Noncanonical secondary structures arising from non-B DNA motifs are determinants of mutagenesis

Affiliations

Noncanonical secondary structures arising from non-B DNA motifs are determinants of mutagenesis

Ilias Georgakopoulos-Soares et al. Genome Res. 2018 Sep.

Abstract

Somatic mutations show variation in density across cancer genomes. Previous studies have shown that chromatin organization and replication time domains are correlated with, and thus predictive of, this variation. Here, we analyze 1809 whole-genome sequences from 10 cancer types to show that a subset of repetitive DNA sequences, called non-B motifs that predict noncanonical secondary structure formation can independently account for variation in mutation density.

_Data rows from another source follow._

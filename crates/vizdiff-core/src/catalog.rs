//! Region Catalog: the static, validated list of regions compared on every run.
//!
//! Declared order is significant: targets capture regions in this order and
//! the aggregator emits issues in this order.

use std::collections::HashSet;
use std::time::Duration;

use tracing::debug;

use crate::domain::error::{ConfigError, Result, VizdiffError};
use crate::domain::region::{Clip, InteractionStep, RegionArea, RegionSpec, StyleProbes};
use crate::domain::target::ViewportProfile;
use crate::renderer::{PageRenderer, RenderError, ResolvedArea};

#[derive(Debug, Clone, PartialEq)]
pub struct RegionCatalog {
    regions: Vec<RegionSpec>,
}

impl RegionCatalog {
    /// Build a catalog, rejecting malformed entries. Nothing is silently skipped.
    pub fn new(regions: Vec<RegionSpec>) -> std::result::Result<Self, ConfigError> {
        if regions.is_empty() {
            return Err(ConfigError::EmptyCatalog);
        }
        let mut seen = HashSet::new();
        for (index, region) in regions.iter().enumerate() {
            validate_region(index, region)?;
            if !seen.insert(region.name.as_str()) {
                return Err(ConfigError::DuplicateRegion {
                    name: region.name.clone(),
                });
            }
        }
        Ok(Self { regions })
    }

    /// Full page, header, navigation, dropdown and call-to-action for `viewport`.
    pub fn default_catalog(viewport: &ViewportProfile) -> Self {
        let width = f64::from(viewport.width);
        let height = f64::from(viewport.height);
        Self {
            regions: vec![
                RegionSpec::clip("full_page", Clip::new(0.0, 0.0, width, height)),
                RegionSpec::clip("header", Clip::new(0.0, 0.0, width, 120.0)).with_probes(
                    StyleProbes {
                        container: Some("header nav".to_string()),
                        item: None,
                        label: None,
                    },
                ),
                RegionSpec::selector("navigation", "header nav").with_probes(StyleProbes {
                    container: Some("header nav".to_string()),
                    item: Some("nav .nav-sections a".to_string()),
                    label: None,
                }),
                RegionSpec::clip("dropdown", Clip::new(0.0, 0.0, width, 600.0))
                    .with_step(InteractionStep::hover("nav .nav-drop"))
                    .with_step(InteractionStep::wait_for_selector(
                        "nav .nav-drop[aria-expanded='true']",
                    ))
                    .with_probes(StyleProbes {
                        container: None,
                        item: Some("nav .nav-drop[aria-expanded='true'] li a".to_string()),
                        label: None,
                    }),
                RegionSpec::selector("call_to_action", ".nav-tools .button").with_probes(
                    StyleProbes {
                        container: Some(".nav-tools .button".to_string()),
                        item: None,
                        label: None,
                    },
                ),
            ],
        }
    }

    /// Regions in declared order.
    pub fn list_regions(&self) -> &[RegionSpec] {
        &self.regions
    }

    pub fn get(&self, name: &str) -> Option<&RegionSpec> {
        self.regions.iter().find(|r| r.name == name)
    }

    pub fn contains(&self, name: &str) -> bool {
        self.get(name).is_some()
    }

    pub fn names(&self) -> impl Iterator<Item = &str> {
        self.regions.iter().map(|r| r.name.as_str())
    }

    pub fn len(&self) -> usize {
        self.regions.len()
    }

    pub fn is_empty(&self) -> bool {
        self.regions.is_empty()
    }

    /// Resolve `region` to a concrete area on the live page.
    ///
    /// Returns `VizdiffError::RegionNotFound` when a selector matches nothing
    /// (or only an empty box). Callers record that as a missing snapshot.
    pub async fn resolve(
        &self,
        region: &RegionSpec,
        renderer: &dyn PageRenderer,
        timeout: Duration,
    ) -> Result<ResolvedArea> {
        match &region.area {
            RegionArea::Clip { clip } => Ok(ResolvedArea::Clip((*clip).into())),
            RegionArea::Selector { selector } => {
                let bounds = tokio::time::timeout(timeout, renderer.bounding_box(selector))
                    .await
                    .map_err(|_| RenderError::timeout(format!("resolve {selector}"), timeout))??;
                match bounds {
                    Some(rect) if !rect.is_empty() => {
                        debug!(region = %region.name, selector = %selector, ?rect, "region resolved");
                        Ok(ResolvedArea::Element {
                            selector: selector.clone(),
                            bounds: rect,
                        })
                    }
                    _ => Err(VizdiffError::RegionNotFound {
                        region: region.name.clone(),
                        selector: selector.clone(),
                    }),
                }
            }
        }
    }
}

fn validate_region(index: usize, region: &RegionSpec) -> std::result::Result<(), ConfigError> {
    if region.name.trim().is_empty() {
        return Err(ConfigError::EmptyRegionName { index });
    }
    match &region.area {
        RegionArea::Clip { clip } => {
            let finite = [clip.x, clip.y, clip.width, clip.height]
                .iter()
                .all(|v| v.is_finite());
            if !finite || clip.width <= 0.0 || clip.height <= 0.0 {
                return Err(ConfigError::EmptyClip {
                    name: region.name.clone(),
                    width: clip.width,
                    height: clip.height,
                });
            }
        }
        RegionArea::Selector { selector } => {
            if selector.trim().is_empty() {
                return Err(ConfigError::EmptySelector {
                    name: region.name.clone(),
                });
            }
        }
    }
    for (step, interaction) in region.interaction.iter().enumerate() {
        if let Some(selector) = interaction.selector() {
            if selector.trim().is_empty() {
                return Err(ConfigError::StepWithoutSelector {
                    name: region.name.clone(),
                    step,
                });
            }
        }
    }
    Ok(())
}

#[cfg(test)]
mod tests {
    use super::*;

    #[test]
    fn test_default_catalog_order() {
        let catalog = RegionCatalog::default_catalog(&ViewportProfile::default());
        let names: Vec<&str> = catalog.names().collect();
        assert_eq!(
            names,
            vec!["full_page", "header", "navigation", "dropdown", "call_to_action"]
        );
        assert!(RegionCatalog::new(catalog.list_regions().to_vec()).is_ok());
    }

    #[test]
    fn test_duplicate_names_rejected() {
        let regions = vec![
            RegionSpec::selector("header", "header"),
            RegionSpec::clip("header", Clip::new(0.0, 0.0, 10.0, 10.0)),
        ];
        assert!(matches!(
            RegionCatalog::new(regions),
            Err(ConfigError::DuplicateRegion { .. })
        ));
    }

    #[test]
    fn test_zero_area_clip_rejected() {
        let regions = vec![RegionSpec::clip("hero", Clip::new(0.0, 0.0, 400.0, 0.0))];
        assert!(matches!(
            RegionCatalog::new(regions),
            Err(ConfigError::EmptyClip { .. })
        ));
    }

    #[test]
    fn test_blank_step_selector_rejected() {
        let regions =
            vec![RegionSpec::selector("menu", "nav").with_step(InteractionStep::click("  "))];
        assert!(matches!(
            RegionCatalog::new(regions),
            Err(ConfigError::StepWithoutSelector { step: 0, .. })
        ));
    }

    #[test]
    fn test_empty_catalog_rejected() {
        assert!(matches!(
            RegionCatalog::new(Vec::new()),
            Err(ConfigError::EmptyCatalog)
        ));
    }
}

Combined with epigenetic factors and replication timing, the variance explained can be improved to 43%-76%. Approximately twofold mutation enrichment is observed directly within non-B motifs, is focused on exposed structural components, and is dependent on physical properties that are optimal for secondary structure formation. Therefore, there is mounting evidence that secondary structures arising from non-B motifs are not simply associated with increased mutation density-they are possibly causally implicated. Our results suggest that they are determinants of mutagenesis and increase the likelihood of recurrent mutations in the genome. This analysis calls for caution in the interpretation of recurrent mutations and highlights the importance of taking non-B motifs that can simply be inferred from the reference sequence into consideration in background models of mutability henceforth.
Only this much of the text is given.